1870/71 Der deutsch-französische Krieg auf Twitter
Ein Team aus Bochum und Ludwigsburg erzählt die Ereignisse aus vielen Perspektiven zum Teil minutiös nach.
Was haben das Pferd des Husaren Leder, der freiwillige Kriegsfuhrmann Mampel und Napoleon III. gemeinsam? Sie alle sind Akteure im deutsch-französischen Krieg von 1870/71 – und damit zugleich in einem besonderen historischen Projekt. „Kriegsgezwitscher“ erzählt die Geschichte des Krieges auf dem Twitter-Account @Krieg7071 in Echtzeit aus verschiedenen Perspektiven nach: auf den Tag, die Stunde, zum Teil auf die Minute genau – nur eben 150 Jahre zeitversetzt. Insgesamt 32 Studierende der RUB und der Pädagogischen Hochschule Ludwigsburg twittern seit Ende Juli 2020, zugleich dem Beginn des Konflikts anno 1870, auf ihrem Kanal. Betreut werden sie von Prof. Dr. Christian Bunnenberg (RUB) und Prof. Dr. Tobias Arand (Ludwigsburg).
Die kleinen Leute kommen zu Wort
Mal handelt es sich um Tweets aus der Sicht von berühmten Persönlichkeiten wie dem französischen Kaiser Napoleon III. oder dem preußischen General Moltke. Doch meist kommen die sogenannten kleinen Leute zu Wort: einfache Soldaten, deren Angehörige oder Bürgerinnen und Bürger, die in der Nähe der Kriegsschauplätze leben und ungewollt in den Krieg hineingezogen werden.
Dadurch erhalten die Leserinnen und Leser des Twitterkanals höchst interessante und häufig dramatische Einblicke in das Geschehen. Hier muss ein verwundetes Pferd getötet werden, dort sucht ein Vater seine Söhne oder ein Soldat verzweifelt nach einem trockenen Platz zum Schlafen. Mit jedem Tweet ändert sich die Lage, automatisch steigt auch die Spannung, denn oft geht es im wahrsten Sinne des Wortes um Leben und Tod.

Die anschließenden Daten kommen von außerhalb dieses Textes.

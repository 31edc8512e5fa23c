//! Provider adapter contracts and the shared failure type.
//!
//! Recipe providers implement [`RecipeSource`]; the media provider
//! implements [`ImageSource`]. Both report failures as [`ProviderFailure`],
//! which the orchestrator absorbs.
//!
//! | Adapter | Role | Contract |
//! |---------|------|----------|
//! | [`GeminiAdapter`] | primary, generative | [`RecipeSource`] |
//! | [`SpoonacularAdapter`] | secondary, structured database | [`RecipeSource`] |
//! | [`UnsplashAdapter`] | media enrichment | [`ImageSource`] |
//!
//! # Example
//!
//! ```rust,ignore
//! use pantry_core::{RecipeSource, SynthesisRequest, ProviderFailure};
//!
//! async fn first_try(source: &dyn RecipeSource) -> Result<(), ProviderFailure> {
//!     let request = SynthesisRequest::from_ingredients(["egg", "flour"]).expect("valid");
//!     let result = source.attempt(&request, 1).await?;
//!     println!("{} from {}", result.title, result.source);
//!     Ok(())
//! }
//! ```

mod gemini;
mod spoonacular;
mod unsplash;

use std::fmt::{Display, Formatter};
use std::future::Future;
use std::pin::Pin;

use crate::http_client::HttpError;
use crate::{ProviderId, SynthesisRequest, SynthesisResult};

pub use gemini::{GeminiAdapter, GEMINI_DEFAULT_MODEL, GEMINI_FALLBACK_MODEL};
pub use spoonacular::SpoonacularAdapter;
pub use unsplash::UnsplashAdapter;

/// Boxed future returned by adapter calls.
pub type AdapterFuture<'a, T> =
    Pin<Box<dyn Future<Output = Result<T, ProviderFailure>> + Send + 'a>>;

/// How a provider attempt failed.
#[derive(Debug, Clone, Copy, PartialEq, Eq)]
pub enum FailureKind {
    /// Network error, timeout, or 5xx. The next attempt may succeed.
    Transient,
    /// The provider refused for quota reasons. Trips the provider breaker.
    QuotaExceeded,
    /// The provider answered but nothing usable could be extracted.
    Malformed,
}

/// Structured provider failure. Never surfaced to callers.
#[derive(Debug, Clone, PartialEq, Eq)]
pub struct ProviderFailure {
    provider: ProviderId,
    kind: FailureKind,
    message: String,
}

impl ProviderFailure {
    pub fn transient(provider: ProviderId, message: impl Into<String>) -> Self {
        Self {
            provider,
            kind: FailureKind::Transient,
            message: message.into(),
        }
    }

    pub fn quota_exceeded(provider: ProviderId, message: impl Into<String>) -> Self {
        Self {
            provider,
            kind: FailureKind::QuotaExceeded,
            message: message.into(),
        }
    }

    pub fn malformed(provider: ProviderId, message: impl Into<String>) -> Self {
        Self {
            provider,
            kind: FailureKind::Malformed,
            message: message.into(),
        }
    }

    /// Maps a transport error; every transport failure is transient.
    pub fn from_transport(provider: ProviderId, error: &HttpError) -> Self {
        Self::transient(provider, format!("{provider} transport error: {}", error.message()))
    }

    pub const fn provider(&self) -> ProviderId {
        self.provider
    }

    pub const fn kind(&self) -> FailureKind {
        self.kind
    }

    pub fn message(&self) -> &str {
        &self.message
    }

    /// Whether another attempt against the same provider is worthwhile.
    pub const fn retryable(&self) -> bool {
        !matches!(self.kind, FailureKind::QuotaExceeded)
    }

    pub const fn code(&self) -> &'static str {
        match self.kind {
            FailureKind::Transient => "provider.transient",
            FailureKind::QuotaExceeded => "provider.quota_exceeded",
            FailureKind::Malformed => "provider.malformed",
        }
    }
}

impl Display for ProviderFailure {
    fn fmt(&self, f: &mut Formatter<'_>) -> std::fmt::Result {
        write!(f, "{} ({})", self.message, self.code())
    }
}

impl std::error::Error for ProviderFailure {}

/// Recipe provider contract.
///
/// `attempt` is 1-based. Adapters may change strategy with the attempt
/// number (simpler prompt, other search mode, other model). A success is
/// already normalized: every field of [`SynthesisResult`] is populated.
///
/// Implementations must be `Send + Sync`; the orchestrator shares them
/// across requests.
pub trait RecipeSource: Send + Sync {
    fn id(&self) -> ProviderId;

    /// Runs one attempt for `request`.
    ///
    /// # Errors
    ///
    /// Returns [`ProviderFailure`] classified as transient, quota exceeded,
    /// or malformed.
    fn attempt<'a>(
        &'a self,
        request: &'a SynthesisRequest,
        attempt: u32,
    ) -> AdapterFuture<'a, SynthesisResult>;
}

/// Media provider contract used for best-effort image enrichment.
pub trait ImageSource: Send + Sync {
    fn id(&self) -> ProviderId;

    /// Looks up an image for `query`. `Ok(None)` means no match.
    fn lookup<'a>(&'a self, query: &'a str) -> AdapterFuture<'a, Option<String>>;
}

/// Shared status classification: 429 is always a quota signal, 5xx is
/// transient, anything else non-2xx is treated as transient unless the
/// adapter knows better.
pub(crate) fn classify_status(provider: ProviderId, status: u16, body: &str) -> ProviderFailure {
    let snippet: String = body.chars().take(160).collect();
    if status == 429 {
        return ProviderFailure::quota_exceeded(
            provider,
            format!("{provider} returned status 429: {snippet}"),
        );
    }
    ProviderFailure::transient(provider, format!("{provider} returned status {status}: {snippet}"))
}

#[cfg(test)]
mod tests {
    use super::*;

    #[test]
    fn codes_follow_failure_kind() {
        assert_eq!(
            ProviderFailure::transient(ProviderId::Gemini, "x").code(),
            "provider.transient"
        );
        assert_eq!(
            ProviderFailure::quota_exceeded(ProviderId::Gemini, "x").code(),
            "provider.quota_exceeded"
        );
        assert_eq!(
            ProviderFailure::malformed(ProviderId::Gemini, "x").code(),
            "provider.malformed"
        );
    }

    #[test]
    fn quota_failures_are_not_retryable() {
        assert!(!ProviderFailure::quota_exceeded(ProviderId::Spoonacular, "402").retryable());
        assert!(ProviderFailure::malformed(ProviderId::Spoonacular, "empty").retryable());
    }

    #[test]
    fn status_429_is_quota_and_503_is_transient() {
        assert_eq!(
            classify_status(ProviderId::Unsplash, 429, "").kind(),
            FailureKind::QuotaExceeded
        );
        assert_eq!(
            classify_status(ProviderId::Unsplash, 503, "busy").kind(),
            FailureKind::Transient
        );
    }

    #[test]
    fn display_includes_code() {
        let failure = ProviderFailure::transient(ProviderId::Gemini, "gemini timed out");
        assert_eq!(failure.to_string(), "gemini timed out (provider.transient)");
    }
}
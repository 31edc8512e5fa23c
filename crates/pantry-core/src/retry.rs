//! Backoff between provider attempts and the Redis reconnect loop.

use std::time::Duration;

use serde::Deserialize;

/// Wait inserted between two attempts against the same provider.
///
/// Configured in milliseconds, e.g. `{"kind": "fixed", "delay": 250}`.
#[derive(Debug, Clone, Copy, PartialEq, Deserialize)]
#[serde(tag = "kind", rename_all = "snake_case")]
pub enum Backoff {
    None,
    Fixed {
        #[serde(with = "millis")]
        delay: Duration,
    },
    /// `base * factor^retry`, capped at `max`, optionally scaled by a
    /// random factor in `[0.5, 1.5)`.
    Exponential {
        #[serde(with = "millis")]
        base: Duration,
        factor: f64,
        #[serde(with = "millis")]
        max: Duration,
        jitter: bool,
    },
}

impl Default for Backoff {
    fn default() -> Self {
        Self::Exponential {
            base: Duration::from_millis(250),
            factor: 2.0,
            max: Duration::from_secs(2),
            jitter: true,
        }
    }
}

impl Backoff {
    /// Delay for a given retry (0-based).
    pub fn delay(self, retry: u32) -> Duration {
        match self {
            Self::None => Duration::ZERO,
            Self::Fixed { delay } => delay,
            Self::Exponential {
                base,
                factor,
                max,
                jitter,
            } => {
                let exponent = i32::try_from(retry).unwrap_or(i32::MAX);
                let nominal = (base.as_secs_f64() * factor.powi(exponent)).min(max.as_secs_f64());
                let nominal = Duration::from_secs_f64(nominal.max(0.0));
                if jitter {
                    nominal.mul_f64(0.5 + fastrand::f64())
                } else {
                    nominal
                }
            }
        }
    }
}

/// Attempt budget for one provider within one request.
#[derive(Debug, Clone, Copy, PartialEq)]
pub struct RetryPolicy {
    /// Total attempts, including the first one.
    pub max_attempts: u32,
    pub backoff: Backoff,
}

impl RetryPolicy {
    pub fn new(max_attempts: u32, backoff: Backoff) -> Self {
        Self {
            max_attempts: max_attempts.max(1),
            backoff,
        }
    }

    pub fn single() -> Self {
        Self::new(1, Backoff::None)
    }

    /// Delay to wait before `attempt` (1-based). The first attempt never waits.
    pub fn delay_before(&self, attempt: u32) -> Duration {
        if attempt <= 1 {
            Duration::ZERO
        } else {
            self.backoff.delay(attempt - 2)
        }
    }

    pub fn attempts(&self) -> std::ops::RangeInclusive<u32> {
        1..=self.max_attempts
    }
}

pub(crate) mod millis {
    use std::time::Duration;

    use serde::{Deserialize, Deserializer};

    pub fn deserialize<'de, D>(deserializer: D) -> Result<Duration, D::Error>
    where
        D: Deserializer<'de>,
    {
        u64::deserialize(deserializer).map(Duration::from_millis)
    }
}
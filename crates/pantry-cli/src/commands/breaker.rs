use std::time::Duration;

use pantry_core::{CacheWrite, CircuitState, FallbackOrchestrator, ProviderId, SynthesisConfig};
use serde::Serialize;

use crate::cli::{BreakerArgs, BreakerCommand};
use crate::error::CliError;

use super::CommandResult;

#[derive(Debug, Serialize)]
#[serde(rename_all = "camelCase")]
pub(super) struct BreakerStatus {
    pub provider: ProviderId,
    pub state: CircuitState,
    pub configured: bool,
}

#[derive(Debug, Serialize)]
#[serde(rename_all = "camelCase")]
struct BreakerChange {
    provider: ProviderId,
    state: CircuitState,
    #[serde(skip_serializing_if = "Option::is_none")]
    ttl_secs: Option<u64>,
    persisted: bool,
}

pub async fn run(
    args: &BreakerArgs,
    orchestrator: &FallbackOrchestrator,
    config: &SynthesisConfig,
) -> Result<CommandResult, CliError> {
    match &args.command {
        BreakerCommand::Status => {
            let statuses = statuses(orchestrator).await;
            Ok(CommandResult::ok(serde_json::to_value(statuses)?))
        }
        BreakerCommand::Trip(trip) => {
            let provider = ProviderId::from(trip.provider);
            let ttl = trip
                .ttl_secs
                .map(Duration::from_secs)
                .unwrap_or_else(|| config.policy_for(provider).breaker_ttl);
            if ttl.is_zero() {
                return Err(CliError::Command(String::from("--ttl-secs must be positive")));
            }

            let write = orchestrator.governor().trip_breaker(provider, ttl).await;
            change(provider, CircuitState::Open, Some(ttl.as_secs()), write)
        }
        BreakerCommand::Reset(reset) => {
            let provider = ProviderId::from(reset.provider);
            let write = orchestrator.governor().reset_breaker(provider).await;
            change(provider, CircuitState::Closed, None, write)
        }
    }
}

pub(super) async fn statuses(orchestrator: &FallbackOrchestrator) -> Vec<BreakerStatus> {
    let configured = orchestrator.configured_providers();
    let mut statuses = Vec::with_capacity(ProviderId::ALL.len());
    for provider in ProviderId::ALL {
        statuses.push(BreakerStatus {
            provider,
            state: orchestrator.governor().breaker_state(provider).await,
            configured: configured.contains(&provider),
        });
    }
    statuses
}

fn change(
    provider: ProviderId,
    state: CircuitState,
    ttl_secs: Option<u64>,
    write: CacheWrite,
) -> Result<CommandResult, CliError> {
    let persisted = write == CacheWrite::Ack;
    let data = serde_json::to_value(BreakerChange {
        provider,
        state,
        ttl_secs,
        persisted,
    })?;

    let result = CommandResult::ok(data);
    if persisted {
        Ok(result)
    } else {
        Ok(result.with_warning(format!(
            "breaker change for '{provider}' was not persisted: cache degraded"
        )))
    }
}
use std::time::Duration;

use crate::retry::{Backoff, RetryPolicy};
use crate::ProviderId;

/// Per-provider call budget used by the orchestrator.
#[derive(Debug, Clone, PartialEq)]
pub struct ProviderPolicy {
    pub provider_id: ProviderId,
    pub retry: RetryPolicy,
    /// Upper bound on a single attempt, network included.
    pub attempt_timeout: Duration,
    /// How long the provider stays disabled after a quota failure.
    pub breaker_ttl: Duration,
}

const SIX_HOURS: Duration = Duration::from_secs(6 * 60 * 60);

impl ProviderPolicy {
    pub fn gemini_default() -> Self {
        Self {
            provider_id: ProviderId::Gemini,
            retry: RetryPolicy::new(3, Backoff::default()),
            attempt_timeout: Duration::from_secs(25),
            breaker_ttl: SIX_HOURS,
        }
    }

    pub fn spoonacular_default() -> Self {
        Self {
            provider_id: ProviderId::Spoonacular,
            retry: RetryPolicy::new(2, Backoff::default()),
            attempt_timeout: Duration::from_secs(10),
            breaker_ttl: SIX_HOURS,
        }
    }

    /// Unsplash limits are hourly, so its breaker cools down sooner.
    pub fn unsplash_default() -> Self {
        Self {
            provider_id: ProviderId::Unsplash,
            retry: RetryPolicy::single(),
            attempt_timeout: Duration::from_secs(5),
            breaker_ttl: Duration::from_secs(60 * 60),
        }
    }

    pub fn default_for(provider_id: ProviderId) -> Self {
        match provider_id {
            ProviderId::Gemini => Self::gemini_default(),
            ProviderId::Spoonacular => Self::spoonacular_default(),
            ProviderId::Unsplash => Self::unsplash_default(),
        }
    }

    pub fn with_retry(mut self, retry: RetryPolicy) -> Self {
        self.retry = retry;
        self
    }

    pub fn with_attempt_timeout(mut self, attempt_timeout: Duration) -> Self {
        self.attempt_timeout = attempt_timeout;
        self
    }

    pub fn with_breaker_ttl(mut self, breaker_ttl: Duration) -> Self {
        self.breaker_ttl = breaker_ttl;
        self
    }
}

#[cfg(test)]
mod tests {
    use super::*;

    #[test]
    fn primary_policy_allows_three_attempts_and_six_hour_breaker() {
        let policy = ProviderPolicy::gemini_default();

        assert_eq!(policy.provider_id, ProviderId::Gemini);
        assert_eq!(policy.retry.max_attempts, 3);
        assert_eq!(policy.breaker_ttl, Duration::from_secs(21_600));
    }

    #[test]
    fn secondary_policy_allows_two_attempts() {
        let policy = ProviderPolicy::spoonacular_default();

        assert_eq!(policy.provider_id, ProviderId::Spoonacular);
        assert_eq!(policy.retry.max_attempts, 2);
    }

    #[test]
    fn default_for_matches_named_constructors() {
        for provider in ProviderId::ALL {
            assert_eq!(ProviderPolicy::default_for(provider).provider_id, provider);
        }
    }
}
//! The seam between the bridge and a host rendering system.

use alloc::{vec, vec::Vec};

use crate::error::{TextureError, TextureResult};

/// A host-engine texture handle, seen by the bridge as raw 32-bit pixel
/// memory plus commit and release operations.
///
/// Implementations own the native resource. Platform-specific destruction
/// timing (deferred vs. immediate, editor vs. runtime) lives entirely inside
/// [`release`](GraphicsResource::release), so the bridge itself carries no
/// platform branches.
///
/// Both dimensions are fixed at allocation and must be greater than zero; the
/// upload paths divide by `width`.
pub trait GraphicsResource {
    /// Width of the underlying image in pixels.
    fn width(&self) -> u32;

    /// Height of the underlying image in pixels.
    fn height(&self) -> u32;

    /// Mutable view of the raw texture memory, one `u32` per pixel, length
    /// `width * height`.
    ///
    /// Writes land on the CPU side and become GPU-visible only after
    /// [`commit`](GraphicsResource::commit).
    fn raw_view(&mut self) -> &mut [u32];

    /// Flushes CPU-side pixel writes so the GPU-visible copy reflects them.
    fn commit(&mut self);

    /// Frees the native graphics memory. Called exactly once, on disposal.
    fn release(&mut self);
}

/// An in-memory [`GraphicsResource`]: a staging buffer exposed through
/// [`raw_view`](GraphicsResource::raw_view) plus a committed copy standing in
/// for the GPU-visible image.
///
/// Used by the test suite and as a host-less default backend.
#[derive(Debug)]
pub struct MemoryResource {
    width: u32,
    height: u32,
    staging: Vec<u32>,
    committed: Vec<u32>,
}

impl MemoryResource {
    /// Allocates a `width x height` resource with zeroed pixel memory.
    ///
    /// # Errors
    ///
    /// [`TextureError::InvalidDimensions`] when either dimension is zero or
    /// their product overflows.
    pub fn new(width: u32, height: u32) -> TextureResult<Self> {
        let len = (width as usize)
            .checked_mul(height as usize)
            .filter(|&len| len > 0)
            .ok_or(TextureError::InvalidDimensions { width, height })?;
        Ok(Self {
            width,
            height,
            staging: vec![0; len],
            committed: vec![0; len],
        })
    }

    /// Read-only view of the committed (GPU-visible) pixels.
    ///
    /// Staging writes that have not been committed yet are not reflected here.
    pub fn committed(&self) -> &[u32] {
        &self.committed
    }
}

impl GraphicsResource for MemoryResource {
    fn width(&self) -> u32 {
        self.width
    }

    fn height(&self) -> u32 {
        self.height
    }

    fn raw_view(&mut self) -> &mut [u32] {
        &mut self.staging
    }

    fn commit(&mut self) {
        self.committed.copy_from_slice(&self.staging);
    }

    fn release(&mut self) {
        self.staging = Vec::new();
        self.committed = Vec::new();
    }
}

#[cfg(test)]
mod tests {
    use super::*;

    #[test]
    fn rejects_zero_dimensions() {
        assert_eq!(
            MemoryResource::new(0, 4).unwrap_err(),
            TextureError::InvalidDimensions { width: 0, height: 4 }
        );
        assert_eq!(
            MemoryResource::new(4, 0).unwrap_err(),
            TextureError::InvalidDimensions { width: 4, height: 0 }
        );
    }

    #[test]
    fn staging_writes_are_invisible_until_commit() {
        let mut resource = MemoryResource::new(2, 1).unwrap();
        resource.raw_view().copy_from_slice(&[1, 2]);
        assert_eq!(resource.committed(), &[0, 0]);

        resource.commit();
        assert_eq!(resource.committed(), &[1, 2]);
    }

    #[test]
    fn debug_formats_for_result_diagnostics() {
        // `Result<MemoryResource, _>::unwrap_err` needs the Ok type to be
        // Debug; keep the derive in place.
        let resource = MemoryResource::new(2, 1).unwrap();
        assert!(format!("{resource:?}").contains("MemoryResource"));
    }

    #[test]
    fn release_frees_both_buffers() {
        let mut resource = MemoryResource::new(2, 2).unwrap();
        resource.release();
        assert!(resource.committed().is_empty());
        assert!(resource.raw_view().is_empty());
    }
}
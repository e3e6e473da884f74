//! Pixel upload operations: convert a caller-side pixel buffer into the
//! backend's raw 32-bit memory and commit it.
//!
//! All three formats share the same coordinate transform. For output position
//! `i` the mirrored index is [`row_mirror_index`]`(i, width)`, which reflects
//! each row left-to-right; the source element is then read at an inverted
//! position (`count - mirrored - 1` for the exact-fill paths), which
//! additionally reverses row order top-to-bottom. Together these reconcile
//! the legacy framework's row/column conventions with the destination
//! engine's.
//!
//! Each operation fills a temporary buffer first, copies it over the raw
//! view in one pass, commits, and bumps the texture's change marker. A failed
//! validation writes nothing.

use alloc::vec;
use texel_bridge_common::channel_order::rgba_to_argb;
use texel_bridge_common::color_1555::Color1555;
use texel_bridge_common::color_8888::Color8888;
use texel_bridge_common::row_mirror::{row_mirror_index, validate_row_layout, RowLayoutError};

use crate::error::{TextureError, TextureResult};
use crate::resource::GraphicsResource;
use crate::texture::Texture2D;

impl<R: GraphicsResource> Texture2D<R> {
    /// Uploads 16-bit packed 1-5-5-5 pixels, one per destination pixel.
    ///
    /// Equivalent to [`set_data_u16_count`](Self::set_data_u16_count) over the
    /// whole slice.
    pub fn set_data_u16(&mut self, data: &[u16]) -> TextureResult<()> {
        self.set_data_u16_count(data, data.len())
    }

    /// Uploads the first `count` 16-bit packed 1-5-5-5 pixels.
    ///
    /// Each pixel expands to 8-bit channels through
    /// [`Color1555::to_argb_word`]; destination position `i` reads its source
    /// element from `data[count - mirrored - 1]`, applying the shared
    /// coordinate transform.
    ///
    /// # Errors
    ///
    /// - [`TextureError::Disposed`] after [`dispose`](Self::dispose)
    /// - [`TextureError::RowLayout`] when `count` is not a whole number of
    ///   destination-width rows
    /// - [`TextureError::CountMismatch`] when `count` does not fill the
    ///   destination exactly
    /// - [`TextureError::SourceTooShort`] when `data` has fewer than `count`
    ///   elements
    pub fn set_data_u16_count(&mut self, data: &[u16], count: usize) -> TextureResult<()> {
        self.convert_exact(data, count, |&value| {
            Color1555::from_raw(value).to_argb_word()
        })
    }

    /// Uploads 8-bit-per-channel color records, one per destination pixel.
    ///
    /// Equivalent to [`set_data_colors_count`](Self::set_data_colors_count)
    /// over the whole slice.
    pub fn set_data_colors(&mut self, data: &[Color8888]) -> TextureResult<()> {
        self.set_data_colors_count(data, data.len())
    }

    /// Uploads the first `count` color records.
    ///
    /// Same coordinate transform and validation as
    /// [`set_data_u16_count`](Self::set_data_u16_count); each record packs as
    /// [`Color8888::to_rgba_word`].
    pub fn set_data_colors_count(&mut self, data: &[Color8888], count: usize) -> TextureResult<()> {
        self.convert_exact(data, count, Color8888::to_rgba_word)
    }

    /// Uploads 32-bit RGBA-byte-ordered pixel words.
    ///
    /// `row_count == 0` processes the entire slice; any other value is taken
    /// as a number of destination-width rows, not pixels. `start_offset`
    /// shifts the window read from the end of `data` by that many elements.
    ///
    /// Unlike the exact-fill paths this one tolerates a processed range that
    /// does not line up with whole rows or with the destination size:
    /// destination position `i` is written only when the mirrored index falls
    /// inside the processed range and `i` is inside the destination. Skipped
    /// positions keep the temporary buffer's zero default — and since the
    /// temporary buffer is copied over the raw memory wholesale, they read
    /// back zero after the call, not their pre-call value. This is documented
    /// partial-fill semantics, not an error.
    ///
    /// # Errors
    ///
    /// - [`TextureError::Disposed`] after [`dispose`](Self::dispose)
    /// - [`TextureError::RowCountOverflow`] when `row_count * width` does not
    ///   fit in `usize`
    /// - [`TextureError::SourceTooShort`] when `start_offset` plus the
    ///   processed length exceeds `data.len()`, which would send a source
    ///   index out of range
    pub fn set_data_u32(
        &mut self,
        data: &[u32],
        start_offset: usize,
        row_count: usize,
    ) -> TextureResult<()> {
        let resource = self.live_resource()?;
        let width = resource.width() as usize;
        if width == 0 {
            return Err(RowLayoutError::ZeroWidth.into());
        }

        let element_count = if row_count == 0 {
            data.len()
        } else {
            row_count
                .checked_mul(width)
                .ok_or(TextureError::RowCountOverflow { rows: row_count, width })?
        };
        let needed = start_offset.saturating_add(element_count);
        if needed > data.len() {
            return Err(TextureError::SourceTooShort {
                needed,
                actual: data.len(),
            });
        }

        let dst = resource.raw_view();
        let dst_len = dst.len();
        let mut tmp = vec![0u32; dst_len];
        for i in 0..element_count {
            let mirrored = row_mirror_index(i, width);
            // Out-of-range slots stay at the zero default on purpose.
            if mirrored < element_count && i < dst_len {
                tmp[i] = rgba_to_argb(data[data.len() - start_offset - mirrored - 1]);
            }
        }
        dst.copy_from_slice(&tmp);
        resource.commit();
        self.bump_version();
        Ok(())
    }

    /// Raw byte-array upload from the legacy API surface.
    ///
    /// Kept for call-site compatibility only; there is no byte-level pixel
    /// layout to honor, so this always fails with
    /// [`TextureError::Unsupported`] and performs no conversion.
    pub fn set_data_bytes(&mut self, _data: &[u8]) -> TextureResult<()> {
        Err(TextureError::Unsupported("byte-array pixel upload"))
    }

    /// Shared exact-fill path: `count` must cover the destination completely
    /// in whole rows, every destination slot is written once.
    fn convert_exact<T>(
        &mut self,
        data: &[T],
        count: usize,
        repack: impl Fn(&T) -> u32,
    ) -> TextureResult<()> {
        let resource = self.live_resource()?;
        let width = resource.width() as usize;
        validate_row_layout(count, width)?;
        if count > data.len() {
            return Err(TextureError::SourceTooShort {
                needed: count,
                actual: data.len(),
            });
        }

        let dst = resource.raw_view();
        if count != dst.len() {
            return Err(TextureError::CountMismatch {
                count,
                capacity: dst.len(),
            });
        }

        // Whole rows covering the destination exactly make the mirrored index
        // a bijection on [0, count), so every source read below is in range.
        let mut tmp = vec![0u32; count];
        for (i, slot) in tmp.iter_mut().enumerate() {
            let mirrored = row_mirror_index(i, width);
            *slot = repack(&data[count - mirrored - 1]);
        }
        dst.copy_from_slice(&tmp);
        resource.commit();
        self.bump_version();
        Ok(())
    }
}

Doch das Projektteam behält auch stets die Gesamtlage im Auge, berichtet über den Verlauf von Schlachten und deren Folgen für den Krieg. Manchmal lassen sich die großen Ereignisse und die Einzelschicksale auch geschickt verknüpfen, so wie in diesem Tweet vom 10. August 2020/1870: „#DrDähne erreicht das Schlachtfeld von #Spichern. Zwar erfreut ihn der deutsche Sieg, doch wird ihm auch der Preis des Erfolges bewusst. Als Arzt hat er viel zu tun.“
„Mithilfe von Twitter wird die Geschichte des Krieges von 1870/71 für ein nichtfachliches Publikum erzählt“, erklärt Christian Bunnenberg. Grundlage für die Tweets sind zeitgenössische Quellen und Darstellungen von beteiligten Personen, vom Tagebuch des preußischen Kronprinzen bis zur Heimatpost von Soldaten, die die Studierenden akribisch gesichtet haben. Die nächste Herausforderung bestand darin, die einzelnen kleinen Geschichten auf maximal 280 Zeilen zu verdichten; mehr erlaubt Twitter bekanntlich nicht.
Geschichte wird tatsächlich greifbar
Geschichte wird in diesem Projekt tatsächlich greifbar. Unterhaltsam und spannend ist es allemal – und ausführlich. Bis Kriegsende im Frühjahr 1871 beziehungsweise 2021 werden die Studierenden weit über 3.000 Tweets veröffentlich haben, schätzen sie. Bis Mitte August 2020 waren es bereits 800 – und viele entscheidende Ereignisse wie die Schlacht von Sedan Anfang September 1870/2020 und die Kaiserkrönung im Versailler Spiegelsaal im Januar 1871/2021 folgen erst noch.